Getting past any stage of the testing phase is fraught with challenges. ‘As with anything else,’ explains Farrugia, ‘everything has its advantages and disadvantages. If you’re going to wear a VR headset, you may experience motion sickness.’ The key component of such a project is to understand and identify user needs in the design of the wearable device and working with people from diverse fields from an initial concept all through to the actual physical product. When such conceptual designs are given to clinicians, designers, and patients, each calls for different requirements and specifications that they think are most essential — resulting in evaluations which cannot all be met harmoniously.
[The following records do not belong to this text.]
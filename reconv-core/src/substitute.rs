//! Substitution template conversion
//!
//! Replacement templates are converted in a single permissive pass:
//! `\0` becomes `&`, case-change tokens, numbered backreferences and known
//! escapes pass through, and any other `\X` loses its backslash. Nothing
//! here fails unless strict mode is asked for explicitly.

use crate::emitter::{Emitter, WritingEmitter};
use crate::error::{ConversionError, Result, SyntaxErrorKind};
use crate::escape::{canonicalize_escape, emit_literal};

/// Converts legacy substitution templates to the canonical dialect
#[derive(Debug, Clone, Default)]
pub struct SubstitutionConverter {
    max_len: Option<usize>,
    strict: bool,
}

/// Full outcome of a substitution conversion
#[derive(Debug, Clone, PartialEq, Eq)]
pub struct SubstitutionOutput {
    /// The canonical template
    pub output: String,
    /// Whether the output cap cut the conversion short
    pub truncated: bool,
    /// Offsets of backslashes dropped from unrecognised escapes
    pub dropped: Vec<usize>,
}

impl SubstitutionConverter {
    /// Create an unbounded, permissive converter
    pub fn new() -> Self {
        SubstitutionConverter {
            max_len: None,
            strict: false,
        }
    }

    /// Cap the output at `max` bytes.
    ///
    /// Conversion stops silently before the first token that would not fit.
    pub fn max_len(mut self, max: usize) -> Self {
        self.max_len = Some(max);
        self
    }

    /// Make [`convert_checked`](Self::convert_checked) reject unknown escapes
    pub fn strict(mut self, strict: bool) -> Self {
        self.strict = strict;
        self
    }

    /// Convert a template, dropping the backslash of unknown escapes
    pub fn convert(&self, template: &str) -> String {
        self.translate(template).output
    }

    /// Convert a template, failing on unknown escapes in strict mode
    pub fn convert_checked(&self, template: &str) -> Result<String> {
        let translated = self.translate(template);
        if self.strict {
            if let Some(&offset) = translated.dropped.first() {
                let escape = template
                    .get(offset + 1..)
                    .and_then(|rest| rest.chars().next())
                    .unwrap_or('\\');
                return Err(ConversionError::syntax(
                    offset,
                    SyntaxErrorKind::InvalidEscape { escape },
                ));
            }
        }
        Ok(translated.output)
    }

    /// Convert a template and report truncation and dropped escapes
    pub fn translate(&self, template: &str) -> SubstitutionOutput {
        let mut out = WritingEmitter::with_capacity(template.len());
        let mut token = WritingEmitter::with_capacity(8);
        let mut dropped = Vec::new();
        let mut truncated = false;
        let mut chars = template.char_indices();

        while let Some((offset, c)) = chars.next() {
            token.rewind(0);

            if c == '\\' {
                match chars.next() {
                    // a final backslash is literal
                    None => token.emit(b'\\'),
                    Some((_, '0')) => token.emit(b'&'),
                    Some((_, next @ ('u' | 'U' | 'l' | 'L' | '1'..='9'))) => {
                        token.emit(b'\\');
                        emit_char(next, &mut token);
                    }
                    Some((_, next)) if is_known_escape(next) => {
                        token.emit(b'\\');
                        emit_char(next, &mut token);
                    }
                    Some((_, next)) => {
                        log::warn!(
                            "dropping backslash of unknown escape '\\{}' at offset {}",
                            next,
                            offset
                        );
                        dropped.push(offset);
                        emit_char(next, &mut token);
                    }
                }
            } else {
                emit_char(c, &mut token);
            }

            if let Some(max) = self.max_len {
                if out.mark() + token.mark() > max {
                    log::warn!("substitution truncated at {} bytes", out.mark());
                    truncated = true;
                    break;
                }
            }
            out.emit_all(token.as_bytes());
        }

        // tokens are whole characters, so the buffer is always valid UTF-8
        let output = String::from_utf8(out.into_bytes())
            .unwrap_or_else(|e| String::from_utf8_lossy(e.as_bytes()).into_owned());

        SubstitutionOutput {
            output,
            truncated,
            dropped,
        }
    }
}

fn is_known_escape(c: char) -> bool {
    u8::try_from(c).is_ok_and(|b| canonicalize_escape(b).is_some())
}

fn emit_char<E: Emitter>(c: char, out: &mut E) {
    if c.is_ascii() {
        emit_literal(c as u8, out);
    } else {
        let mut buf = [0u8; 4];
        out.emit_all(c.encode_utf8(&mut buf).as_bytes());
    }
}

/// Convert a substitution template with no output cap
pub fn convert_substitution(template: &str) -> String {
    SubstitutionConverter::new().convert(template)
}

#[cfg(test)]
mod tests {
    use super::*;

    #[test]
    fn test_whole_match_reference() {
        assert_eq!(convert_substitution("\\0 and \\1"), "& and \\1");
        assert_eq!(convert_substitution("&"), "&");
        assert_eq!(convert_substitution("[\\0]"), "[&]");
    }

    #[test]
    fn test_numbered_backrefs() {
        assert_eq!(convert_substitution("\\2-\\1"), "\\2-\\1");
        assert_eq!(convert_substitution("\\9"), "\\9");
    }

    #[test]
    fn test_case_tokens() {
        assert_eq!(convert_substitution("\\u\\1\\L\\2"), "\\u\\1\\L\\2");
        assert_eq!(convert_substitution("\\U"), "\\U");
    }

    #[test]
    fn test_trailing_backslash() {
        assert_eq!(convert_substitution("abc\\"), "abc\\");
        assert_eq!(convert_substitution("\\"), "\\");
    }

    #[test]
    fn test_known_escapes_pass_through() {
        assert_eq!(convert_substitution("a\\nb\\t"), "a\\nb\\t");
        assert_eq!(convert_substitution("\\&\\\\"), "\\&\\\\");
    }

    #[test]
    fn test_unknown_escapes_lose_backslash() {
        assert_eq!(convert_substitution("\\q"), "q");
        assert_eq!(convert_substitution("\\{x\\}"), "{x}");
        assert_eq!(convert_substitution("\\é"), "é");
    }

    #[test]
    fn test_raw_controls_are_escaped() {
        assert_eq!(convert_substitution("a\tb\n"), "a\\tb\\n");
        assert_eq!(convert_substitution("\u{1}"), "\\0001");
        assert_eq!(convert_substitution("\\\t"), "\\t");
    }

    #[test]
    fn test_translate_reports_dropped() {
        let result = SubstitutionConverter::new().translate("a\\qb\\z");
        assert_eq!(result.output, "aqbz");
        assert_eq!(result.dropped, vec![1, 4]);
        assert!(!result.truncated);
    }

    #[test]
    fn test_max_len_truncates_on_token_boundary() {
        let converter = SubstitutionConverter::new().max_len(4);
        let result = converter.translate("abc\\1def");
        assert_eq!(result.output, "abc");
        assert!(result.truncated);

        assert_eq!(converter.convert("ab"), "ab");
        assert_eq!(SubstitutionConverter::new().max_len(0).convert("x"), "");
    }

    #[test]
    fn test_strict_mode() {
        let strict = SubstitutionConverter::new().strict(true);
        assert_eq!(strict.convert_checked("\\0\\1").unwrap(), "&\\1");
        assert_eq!(
            strict.convert_checked("ab\\q").unwrap_err(),
            ConversionError::syntax(2, SyntaxErrorKind::InvalidEscape { escape: 'q' })
        );
        assert_eq!(
            strict.convert_checked("a\\éb").unwrap_err(),
            ConversionError::syntax(1, SyntaxErrorKind::InvalidEscape { escape: 'é' })
        );
        // permissive conversion is unaffected by the strict flag
        assert_eq!(strict.convert("ab\\q"), "abq");
        assert_eq!(
            SubstitutionConverter::new().convert_checked("ab\\q").unwrap(),
            "abq"
        );
    }
}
The coming months have a lot in store for the project. ‘Apart from functional testing, we need to assess the effectiveness of our approach compared to traditional therapy,’ comments Farrugia. ‘Results from such tests will be used to develop an innovative approach to the rehabilitation process of numerous patients living with motor dysfunction or other disorders.’
In addition, as part of the PRIME-VR2 project, UM will be hosting an upcoming international workshop called ‘Design for Additive Manufacturing: Future Interactive Devices’ in March 2022. This event will ensure mutually beneficial discussions and collaboration in exploiting 3D printing to develop future interactive devices with particular emphasis on rehabilitation .
While we haven’t quite reached a cyberpunk future just yet, where the lines of cyborg and human blur, we are getting closer to VR putting a smile on patient’s faces. Thanks to virtual reality and the tireless work of engineers, patients will be able to recover and heal faster, securing a better future for everyone.
This research is part of a €4M Horizon 2020 project, titled ‘Personalised Recovery Through A Multi-User Environment: Virtual Reality for Rehabilitation’ (PRIME-VR2, project ref. H2020-856998).